>>>

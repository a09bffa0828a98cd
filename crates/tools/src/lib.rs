//! The offer desk's tools.
//!
//! - [`catalog`]: the declarations advertised to the model
//! - [`args`]: typed arguments, coerced once from the model's argument bag
//! - [`dispatcher`]: runs one call request against the stores

pub mod args;
pub mod catalog;
pub mod dispatcher;

pub use args::ToolInvocation;
pub use catalog::{ToolName, catalog};
pub use dispatcher::Dispatcher;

<<<

:: PROMPT ::
Each line shown above needs to be transcribed exactly.

:: RESPONSE AREA ::
repository a09bffa0828a98cd
filename crates/tools/src/lib.rs
//! The offer desk's tools.
//!
//! - [`catalog`]: the declarations advertised to the model
//! - [`args`]: typed arguments, coerced once from the model's argument bag
//! - [`dispatcher`]: runs one call request against the stores

pub mod args;
pub mod catalog;
pub mod dispatcher;

pub use args::ToolInvocation;
pub use catalog::{ToolName, catalog};
pub use dispatcher::Dispatcher;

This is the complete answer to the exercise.